PROVIDED MATERIAL:
pub mod connection;
pub mod fixtures;
pub mod migrations;
pub mod repositories;

pub use connection::{connect, connect_with_settings, DbPool};
pub use fixtures::{DemoSeedDataset, SeedResult, VerificationResult};
#[cfg(test)]
mod tests {
    use std::env;
    use std::fs;
    use std::io;
    use std::sync::{Mutex, OnceLock};
    use std::time::Duration;

    use chrono::{TimeZone, Utc};
    use secrecy::ExposeSecret;
    use tempfile::TempDir;

    use super::{
        interpolate_env_vars, AppConfig, ConfigError, ConfigOverrides, LlmProvider, LoadOptions,
        LogFormat,
    };

    static ENV_LOCK: OnceLock<Mutex<()>> = OnceLock::new();

    fn env_lock() -> &'static Mutex<()> {
        ENV_LOCK.get_or_init(|| Mutex::new(()))
    }

    fn clear_vars(vars: &[&str]) {
        for var in vars {
            env::remove_var(var);
        }
    }

    fn ensure(condition: bool, message: &'static str) -> Result<(), String> {
        if condition {
            Ok(())
        } else {
            Err(message.to_string())
        }
    }

    #[test]
    fn defaults_are_valid_and_match_conversation_timings() -> Result<(), String> {
        let _guard = env_lock().lock().map_err(|_| "env lock is poisoned".to_string())?;

        let config = AppConfig::load(LoadOptions::default())
            .map_err(|err| format!("config load failed: {err}"))?;

        ensure(
            config.conversation.quiet_window() == Duration::from_secs(3),
            "quiet window defaults to three seconds",
        )?;
        ensure(
            config.conversation.dedup_ttl() == Duration::from_secs(300),
            "dedup ttl defaults to five minutes",
        )?;
        ensure(config.messenger.timeout_secs == 10, "messenger timeout defaults to ten seconds")?;

        let now = Utc.with_ymd_and_hms(2026, 3, 1, 12, 0, 0).single().ok_or("valid timestamp")?;
        ensure(
            config.conversation.followup_cutoff(now)
                == Utc.with_ymd_and_hms(2026, 3, 1, 11, 0, 0).single().ok_or("valid timestamp")?,
            "follow-up cutoff is one hour back",
        )
    }

    #[test]
    fn file_load_supports_env_interpolation() -> Result<(), String> {
        let _guard = env_lock().lock().map_err(|_| "env lock is poisoned".to_string())?;

        env::set_var("TEST_DOKAN_PRIMARY_KEY", "sk-primary");
        env::set_var("TEST_DOKAN_BACKUP_KEY", "sk-backup");

        let result = (|| -> Result<(), String> {
            let dir = TempDir::new().map_err(|err: io::Error| err.to_string())?;
            let path = dir.path().join("dokan.toml");
            fs::write(
                &path,
                r#"
[llm]
provider = "openai"
api_keys = ["${TEST_DOKAN_PRIMARY_KEY}", "${TEST_DOKAN_BACKUP_KEY}"]
model = "gpt-4o-mini"
"#,
            )
            .map_err(|err| err.to_string())?;

            let config =
                AppConfig::load(LoadOptions { config_path: Some(path), ..LoadOptions::default() })
                    .map_err(|err| format!("config load failed: {err}"))?;

            ensure(config.llm.provider == LlmProvider::OpenAi, "provider should come from file")?;
            let keys =
                config.llm.api_keys.iter().map(|key| key.expose_secret()).collect::<Vec<_>>();
            ensure(keys == vec!["sk-primary", "sk-backup"], "keys keep their fallback order")?;
            Ok(())
        })();

        clear_vars(&["TEST_DOKAN_PRIMARY_KEY", "TEST_DOKAN_BACKUP_KEY"]);
        result
    }

    #[test]
    fn comma_separated_key_list_from_env() -> Result<(), String> {
        let _guard = env_lock().lock().map_err(|_| "env lock is poisoned".to_string())?;

        env::set_var("DOKAN_LLM_PROVIDER", "openai");
        env::set_var("DOKAN_LLM_API_KEYS", "sk-one, ,sk-two");

        let result = (|| -> Result<(), String> {
            let config = AppConfig::load(LoadOptions::default())
                .map_err(|err| format!("config load failed: {err}"))?;

            ensure(config.llm.api_keys.len() == 2, "blank entries are dropped")?;
            ensure(
                config.llm.api_keys[1].expose_secret() == "sk-two",
                "entries are trimmed and ordered",
            )
        })();

        clear_vars(&["DOKAN_LLM_PROVIDER", "DOKAN_LLM_API_KEYS"]);
        result
    }

    #[test]
    fn logging_env_aliases_are_supported() -> Result<(), String> {
        let _guard = env_lock().lock().map_err(|_| "env lock is poisoned".to_string())?;

        env::set_var("DOKAN_LOG_LEVEL", "warn");
        env::set_var("DOKAN_LOG_FORMAT", "pretty");

        let result = (|| -> Result<(), String> {
            let config = AppConfig::load(LoadOptions::default())
                .map_err(|err| format!("config load failed: {err}"))?;

            ensure(config.logging.level == "warn", "warning log level should be set from env var")?;
            ensure(
                matches!(config.logging.format, LogFormat::Pretty),
                "pretty logging format should be set from env var",
            )?;
            Ok(())
        })();

        clear_vars(&["DOKAN_LOG_LEVEL", "DOKAN_LOG_FORMAT"]);
        result
    }

    #[test]
    fn precedence_defaults_file_env_overrides() -> Result<(), String> {
        let _guard = env_lock().lock().map_err(|_| "env lock is poisoned".to_string())?;

        env::set_var("DOKAN_DATABASE_URL", "sqlite://from-env.db");
        env::set_var("DOKAN_CONVERSATION_QUIET_WINDOW_MS", "1500");

        let result = (|| -> Result<(), String> {
            let dir = TempDir::new().map_err(|err: io::Error| err.to_string())?;
            let path = dir.path().join("dokan.toml");
            fs::write(
                &path,
                r#"
[database]
url = "sqlite://from-file.db"

[conversation]
quiet_window_ms = 5000
followup_after_mins = 90

[logging]
level = "warn"
"#,
            )
            .map_err(|err| err.to_string())?;

            let config = AppConfig::load(LoadOptions {
                config_path: Some(path),
                overrides: ConfigOverrides {
                    database_url: Some("sqlite://from-override.db".to_string()),
                    log_level: Some("debug".to_string()),
                    ..ConfigOverrides::default()
                },
                ..LoadOptions::default()
            })
            .map_err(|err| format!("config load failed: {err}"))?;

            ensure(
                config.database.url == "sqlite://from-override.db",
                "override database url should win",
            )?;
            ensure(config.logging.level == "debug", "overridden log level should be debug")?;
            ensure(
                config.conversation.quiet_window_ms == 1_500,
                "env quiet window should win over file",
            )?;
            ensure(
                config.conversation.followup_after_mins == 90,
                "file value should win over defaults",
            )?;
            Ok(())
        })();

        clear_vars(&["DOKAN_DATABASE_URL", "DOKAN_CONVERSATION_QUIET_WINDOW_MS"]);
        result
    }

    #[test]
    fn validation_fails_fast_with_actionable_error() -> Result<(), String> {
        let _guard = env_lock().lock().map_err(|_| "env lock is poisoned".to_string())?;

        env::set_var("DOKAN_LLM_PROVIDER", "openai");

        let result = (|| -> Result<(), String> {
            let error = match AppConfig::load(LoadOptions::default()) {
                Ok(_) => {
                    return Err("expected validation failure but config load succeeded".to_string())
                }
                Err(error) => error,
            };
            let has_message = matches!(
                error,
                ConfigError::Validation(ref message) if message.contains("llm.api_keys")
            );
            ensure(has_message, "validation failure should mention llm.api_keys")
        })();

        clear_vars(&["DOKAN_LLM_PROVIDER"]);
        result
    }

    #[test]
    fn invalid_numeric_env_value_is_reported() -> Result<(), String> {
        let _guard = env_lock().lock().map_err(|_| "env lock is poisoned".to_string())?;

        env::set_var("DOKAN_SERVER_PORT", "eighty");

        let result = (|| -> Result<(), String> {
            let error = AppConfig::load(LoadOptions::default())
                .err()
                .ok_or("expected invalid override".to_string())?;
            let names_variable = matches!(
                error,
                ConfigError::InvalidEnvOverride { ref key, .. } if key == "DOKAN_SERVER_PORT"
            );
            ensure(names_variable, "error should name the offending variable")
        })();

        clear_vars(&["DOKAN_SERVER_PORT"]);
        result
    }

    #[test]
    fn secret_values_are_not_leaked_by_debug() -> Result<(), String> {
        let _guard = env_lock().lock().map_err(|_| "env lock is poisoned".to_string())?;

        env::set_var("DOKAN_LLM_API_KEYS", "sk-secret-value");

        let result = (|| -> Result<(), String> {
            let config = AppConfig::load(LoadOptions::default())
                .map_err(|err| format!("config load failed: {err}"))?;
            let debug = format!("{config:?}");

            ensure(!debug.contains("sk-secret-value"), "debug output should not contain api key")?;
            ensure(
                matches!(config.logging.format, LogFormat::Compact),
                "default logging format should be compact",
            )?;
            Ok(())
        })();

        clear_vars(&["DOKAN_LLM_API_KEYS"]);
        result
    }

    #[test]
    fn interpolation_requires_closed_and_set_variables() {
        assert!(matches!(
            interpolate_env_vars("url = \"${DOKAN_UNCLOSED\""),
            Err(ConfigError::UnterminatedInterpolation)
        ));
        assert!(matches!(
            interpolate_env_vars("key = \"${DOKAN_TEST_NEVER_SET_VARIABLE}\""),
            Err(ConfigError::MissingEnvInterpolation { ref var })
                if var == "DOKAN_TEST_NEVER_SET_VARIABLE"
        ));
        assert!(matches!(interpolate_env_vars("plain = 1"), Ok(ref text) if text == "plain = 1"));
    }
}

ACTION ITEM:
Wherever the string "warn" appears in the entries above, return the line it appears on.

EXPECTED ANSWER:
        env::set_var("DOKAN_LOG_LEVEL", "warn");
            ensure(config.logging.level == "warn", "warning log level should be set from env var")?;
level = "warn"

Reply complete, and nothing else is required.